What the task asks
Your answer should be the full set of entries, given again without alteration.

Exercise materials
use crate::types::Gravity;

/// Application name
pub const APP_NAME: &str = "Snapgram";

/// Number of posts returned by the recent-posts feed
pub const RECENT_POSTS_LIMIT: u32 = 20;

/// Page size of the infinite explore feed
pub const INFINITE_POSTS_PAGE_SIZE: u32 = 9;

/// Default number of users listed by the people page
pub const USERS_DEFAULT_LIMIT: u32 = 10;

/// Preview rendering parameters for post media
pub const PREVIEW_WIDTH: u32 = 2000;
pub const PREVIEW_HEIGHT: u32 = 2000;
pub const PREVIEW_GRAVITY: Gravity = Gravity::Top;
pub const PREVIEW_QUALITY: u8 = 100;

/// Maximum upload size accepted by the storage bucket (50 MiB)
pub const MAX_FILE_SIZE: usize = 50 * 1024 * 1024;

/// Attempts made by a version-checked relationship edit before giving up
pub const RELATIONSHIP_RETRY_LIMIT: usize = 5;

/// System attribute names on remote documents
pub const ATTR_ID: &str = "$id";
pub const ATTR_CREATED_AT: &str = "$createdAt";
pub const ATTR_UPDATED_AT: &str = "$updatedAt";

/// Relationship attribute names
pub const ATTR_LIKES: &str = "likes";
pub const ATTR_FOLLOWERS: &str = "followers";
pub const ATTR_FOLLOWING: &str = "following";
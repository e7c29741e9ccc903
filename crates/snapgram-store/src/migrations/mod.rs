//! Database migration runner.
//!
//! Migrations are executed in order on every [`Database::new`] / [`Database::open_at`]
//! call.  Each migration is guarded by a `user_version` pragma so it runs
//! exactly once.
//!
//! [`Database::new`]: crate::Database::new
//! [`Database::open_at`]: crate::Database::open_at

pub mod v001_initial;

use rusqlite::Connection;

use crate::error::{Result, StoreError};

/// Current schema version.  Bump this and add a new migration module whenever
/// the schema changes.
const CURRENT_VERSION: u32 = 1;

/// Run all pending migrations against the open connection.
pub fn run_migrations(conn: &Connection) -> Result<()> {
    let current: u32 = conn.pragma_query_value(None, "user_version", |row| row.get(0))?;

    tracing::debug!(
        current_version = current,
        target_version = CURRENT_VERSION,
        "checking database migrations"
    );

    if current < 1 {
        tracing::info!("applying migration v001_initial");
        v001_initial::up(conn).map_err(|e| StoreError::Migration(e.to_string()))?;
        conn.pragma_update(None, "user_version", 1)?;
    }

    Ok(())
}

Result
use crate::types::Gravity;

/// Application name
pub const APP_NAME: &str = "Snapgram";

/// Number of posts returned by the recent-posts feed
pub const RECENT_POSTS_LIMIT: u32 = 20;

/// Page size of the infinite explore feed
pub const INFINITE_POSTS_PAGE_SIZE: u32 = 9;

/// Default number of users listed by the people page
pub const USERS_DEFAULT_LIMIT: u32 = 10;

/// Preview rendering parameters for post media
pub const PREVIEW_WIDTH: u32 = 2000;
pub const PREVIEW_HEIGHT: u32 = 2000;
pub const PREVIEW_GRAVITY: Gravity = Gravity::Top;
pub const PREVIEW_QUALITY: u8 = 100;

/// Maximum upload size accepted by the storage bucket (50 MiB)
pub const MAX_FILE_SIZE: usize = 50 * 1024 * 1024;

/// Attempts made by a version-checked relationship edit before giving up
pub const RELATIONSHIP_RETRY_LIMIT: usize = 5;

/// System attribute names on remote documents
pub const ATTR_ID: &str = "$id";
pub const ATTR_CREATED_AT: &str = "$createdAt";
pub const ATTR_UPDATED_AT: &str = "$updatedAt";

/// Relationship attribute names
pub const ATTR_LIKES: &str = "likes";
pub const ATTR_FOLLOWERS: &str = "followers";
pub const ATTR_FOLLOWING: &str = "following";
repository e7c29741e9ccc903
filename crates/snapgram-store/src/migrations/mod.rs
//! Database migration runner.
//!
//! Migrations are executed in order on every [`Database::new`] / [`Database::open_at`]
//! call.  Each migration is guarded by a `user_version` pragma so it runs
//! exactly once.
//!
//! [`Database::new`]: crate::Database::new
//! [`Database::open_at`]: crate::Database::open_at

pub mod v001_initial;

use rusqlite::Connection;

use crate::error::{Result, StoreError};

/// Current schema version.  Bump this and add a new migration module whenever
/// the schema changes.
const CURRENT_VERSION: u32 = 1;

/// Run all pending migrations against the open connection.
pub fn run_migrations(conn: &Connection) -> Result<()> {
    let current: u32 = conn.pragma_query_value(None, "user_version", |row| row.get(0))?;

    tracing::debug!(
        current_version = current,
        target_version = CURRENT_VERSION,
        "checking database migrations"
    );

    if current < 1 {
        tracing::info!("applying migration v001_initial");
        v001_initial::up(conn).map_err(|e| StoreError::Migration(e.to_string()))?;
        conn.pragma_update(None, "user_version", 1)?;
    }

    Ok(())
}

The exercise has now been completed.